Although none of the Libyan factions wave the Russian flag or act as a formal ally, Moscow has begun to display its chips on the board. He has sent weapons, soldiers and even money directly printed to this country in North Africa, as revealed by half Lithuanian . This maneuver does not respond to a mere opportunism: it is part of a strategic reorientation calculated to the millimeter to fill the emptiness left by Syria and guarantee a direct influence on a region that looks sideways at Europe.

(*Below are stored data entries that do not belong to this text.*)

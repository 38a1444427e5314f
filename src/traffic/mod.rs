//! Graph-state engine fed by the router's stats stream.
//!
//! A [`TrafficSession`] owns the node registry and the edge tracker for one client
//! connection. Frames go in through [`TrafficSession::on_message`], decay runs through
//! [`TrafficSession::tick`], and every visible change is pushed to a [`GraphSink`].

mod edges;
mod event;
mod event_log;
mod ops;
mod placement;
mod registry;

use log::debug;

pub use edges::{EdgeKey, EdgeTracker};
pub use event::{DecodeError, MessageKind, TrafficEvent};
pub use event_log::{DEFAULT_LOG_CAPACITY, EventLog};
pub use ops::{GraphOp, GraphSink, Position};
pub use placement::{LOCAL_ROUTER_ID, Placement};
pub use registry::{DEFAULT_IDLE_THRESHOLD, NodeActivity, NodeRegistry};

/// What one decay tick removed.
#[derive(Clone, Debug, Default, PartialEq)]
pub struct TickReport {
	/// Nodes evicted, sorted.
	pub evicted: Vec<String>,
	/// Edges dropped along with them.
	pub dropped_edges: Vec<EdgeKey>,
}

/// Registry and tracker for one stats connection.
#[derive(Debug)]
pub struct TrafficSession {
	registry: NodeRegistry,
	edges: EdgeTracker,
	placement: Placement,
	cascade_edges: bool,
}

impl Default for TrafficSession {
	fn default() -> Self {
		Self::new(DEFAULT_IDLE_THRESHOLD, Placement::default())
	}
}

impl TrafficSession {
	/// Empty session. Edges are dropped with their endpoints unless disabled with
	/// [`with_cascade`](Self::with_cascade).
	pub fn new(idle_threshold: u32, placement: Placement) -> Self {
		Self {
			registry: NodeRegistry::new(idle_threshold),
			edges: EdgeTracker::new(),
			placement,
			cascade_edges: true,
		}
	}

	/// With `false`, edges outlive evicted endpoints in the tracker. Their visuals still
	/// disappear with the node, and a returning node does not get them redrawn.
	pub fn with_cascade(mut self, cascade: bool) -> Self {
		self.cascade_edges = cascade;
		self
	}

	/// Decode and apply one raw frame. Malformed frames are dropped without touching state.
	pub fn on_message(&mut self, raw: &str, sink: &mut impl GraphSink) -> Option<TrafficEvent> {
		match TrafficEvent::decode(raw) {
			Ok(event) => {
				self.ingest(&event, sink);
				Some(event)
			}
			Err(err) => {
				debug!("dropping stats frame: {err}");
				None
			}
		}
	}

	/// Apply a decoded event: count it on both ends, then record the edge.
	pub fn ingest(&mut self, event: &TrafficEvent, sink: &mut impl GraphSink) {
		if self.registry.record_receive(&event.dest) {
			sink.add_node(&event.dest, self.placement.position_of(&event.dest));
		}
		if self.registry.record_send(&event.source) {
			sink.add_node(&event.source, self.placement.position_of(&event.source));
		}
		if self.edges.observe(&event.source, &event.dest) {
			let key = EdgeKey::new(&event.source, &event.dest);
			sink.add_edge(&key.id(), &key.source, &key.dest);
		}
	}

	/// One decay step. Edges touching an evicted node are removed before the node.
	pub fn tick(&mut self, sink: &mut impl GraphSink) -> TickReport {
		let evicted = self.registry.tick();
		let mut dropped_edges = Vec::new();
		for id in &evicted {
			if self.cascade_edges {
				for key in self.edges.remove_touching(id) {
					sink.remove_edge(&key.id());
					dropped_edges.push(key);
				}
			}
			sink.remove_node(id);
		}
		TickReport {
			evicted,
			dropped_edges,
		}
	}

	/// Node counters.
	pub fn registry(&self) -> &NodeRegistry {
		&self.registry
	}

	/// Observed edges.
	pub fn edges(&self) -> &EdgeTracker {
		&self.edges
	}

	/// Whether `id` is the anchored local router.
	pub fn is_anchor(&self, id: &str) -> bool {
		self.placement.is_anchor(id)
	}
}

#[cfg(test)]
mod tests {
	use super::*;

	fn pos(placement: &Placement, id: &str) -> Position {
		placement.position_of(id)
	}

	#[test]
	fn new_endpoints_are_added_before_their_edge() {
		let mut session = TrafficSession::default();
		let mut ops: Vec<GraphOp> = Vec::new();
		session.on_message(r#"[11,"A","B",100]"#, &mut ops);

		let placement = Placement::default();
		assert_eq!(
			ops,
			vec![
				GraphOp::AddNode {
					id: "B".into(),
					position: pos(&placement, "B"),
				},
				GraphOp::AddNode {
					id: "A".into(),
					position: pos(&placement, "A"),
				},
				GraphOp::AddEdge {
					id: "A->B".into(),
					source: "A".into(),
					target: "B".into(),
				},
			]
		);
	}

	#[test]
	fn repeated_event_emits_nothing_new() {
		let mut session = TrafficSession::default();
		let mut ops: Vec<GraphOp> = Vec::new();
		session.on_message(r#"[11,"A","B",100]"#, &mut ops);
		ops.clear();
		session.on_message(r#"[11,"A","B",101]"#, &mut ops);
		assert!(ops.is_empty());
		assert_eq!(session.registry().get("A").unwrap().tx, 2);
	}

	#[test]
	fn malformed_frame_leaves_state_alone() {
		let mut session = TrafficSession::default();
		let mut ops: Vec<GraphOp> = Vec::new();
		session.on_message(r#"[0,"A","B",100]"#, &mut ops);
		ops.clear();

		assert!(session.on_message("not json", &mut ops).is_none());
		assert!(session.on_message(r#"[0,"C"]"#, &mut ops).is_none());
		assert!(ops.is_empty());
		assert_eq!(session.registry().len(), 2);
		assert_eq!(session.edges().len(), 1);
		assert_eq!(session.registry().get("A").unwrap().tx, 1);
	}

	#[test]
	fn eviction_cascades_to_edges() {
		let mut session = TrafficSession::new(0, Placement::default());
		let mut ops: Vec<GraphOp> = Vec::new();
		session.on_message(r#"[0,"A","B",1]"#, &mut ops);
		session.on_message(r#"[0,"C","A",2]"#, &mut ops);
		assert!(session.tick(&mut ops).evicted.is_empty());
		ops.clear();

		session.on_message(r#"[0,"B","C",3]"#, &mut ops);
		assert_eq!(ops.len(), 1);
		ops.clear();

		let report = session.tick(&mut ops);
		assert_eq!(report.evicted, vec!["A"]);
		assert_eq!(
			report.dropped_edges,
			vec![EdgeKey::new("A", "B"), EdgeKey::new("C", "A")]
		);
		assert_eq!(
			ops,
			vec![
				GraphOp::RemoveEdge { id: "A->B".into() },
				GraphOp::RemoveEdge { id: "C->A".into() },
				GraphOp::RemoveNode { id: "A".into() },
			]
		);
		assert_eq!(session.edges().len(), 1);
		assert!(session.edges().iter().all(|key| !key.touches("A")));
	}

	#[test]
	fn returning_node_gets_its_edges_back() {
		let mut session = TrafficSession::new(0, Placement::default());
		let mut ops: Vec<GraphOp> = Vec::new();
		session.on_message(r#"[0,"A","B",1]"#, &mut ops);
		session.tick(&mut ops);
		session.tick(&mut ops);
		assert!(session.registry().is_empty());
		ops.clear();

		session.on_message(r#"[0,"A","B",2]"#, &mut ops);
		assert!(ops.contains(&GraphOp::AddEdge {
			id: "A->B".into(),
			source: "A".into(),
			target: "B".into(),
		}));
	}

	#[test]
	fn without_cascade_edges_dangle() {
		let mut session = TrafficSession::new(0, Placement::default()).with_cascade(false);
		let mut ops: Vec<GraphOp> = Vec::new();
		session.on_message(r#"[0,"A","B",1]"#, &mut ops);
		session.tick(&mut ops);
		ops.clear();

		let report = session.tick(&mut ops);
		assert_eq!(report.evicted, vec!["A", "B"]);
		assert!(report.dropped_edges.is_empty());
		assert_eq!(
			ops,
			vec![
				GraphOp::RemoveNode { id: "A".into() },
				GraphOp::RemoveNode { id: "B".into() },
			]
		);
		assert!(session.edges().contains("A", "B"));
	}

	#[test]
	fn anchor_lands_at_origin() {
		let mut session = TrafficSession::default();
		let mut ops: Vec<GraphOp> = Vec::new();
		session.on_message(r#"["3","US","peer",1]"#, &mut ops);
		assert!(session.is_anchor("US"));
		assert!(ops.contains(&GraphOp::AddNode {
			id: "US".into(),
			position: Position::default(),
		}));
	}
}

Libya has been plunged into chaos. Political fragmentation and unequal control of the territory have turned the country into fertile terrain for foreign interference. The Kremlin knows and takes advantage of it. Russia not only seeks military or economic revenues; He also studies how to handle migratory flows as a pressure tool against the European Union. He has done it before, and now re -tanta the limits.
Moscow has already demonstrated in other wars – as in Ukraine or in Syria itself – its ability to move pieces in silence, rely on local actors and increase its weight in key regions without the need to place an official uniform on the ground. Libya now seems to be that new operations laboratory, a place from which you can launch signals, reinforce positions and tighten the geopolitical seams of the European continent.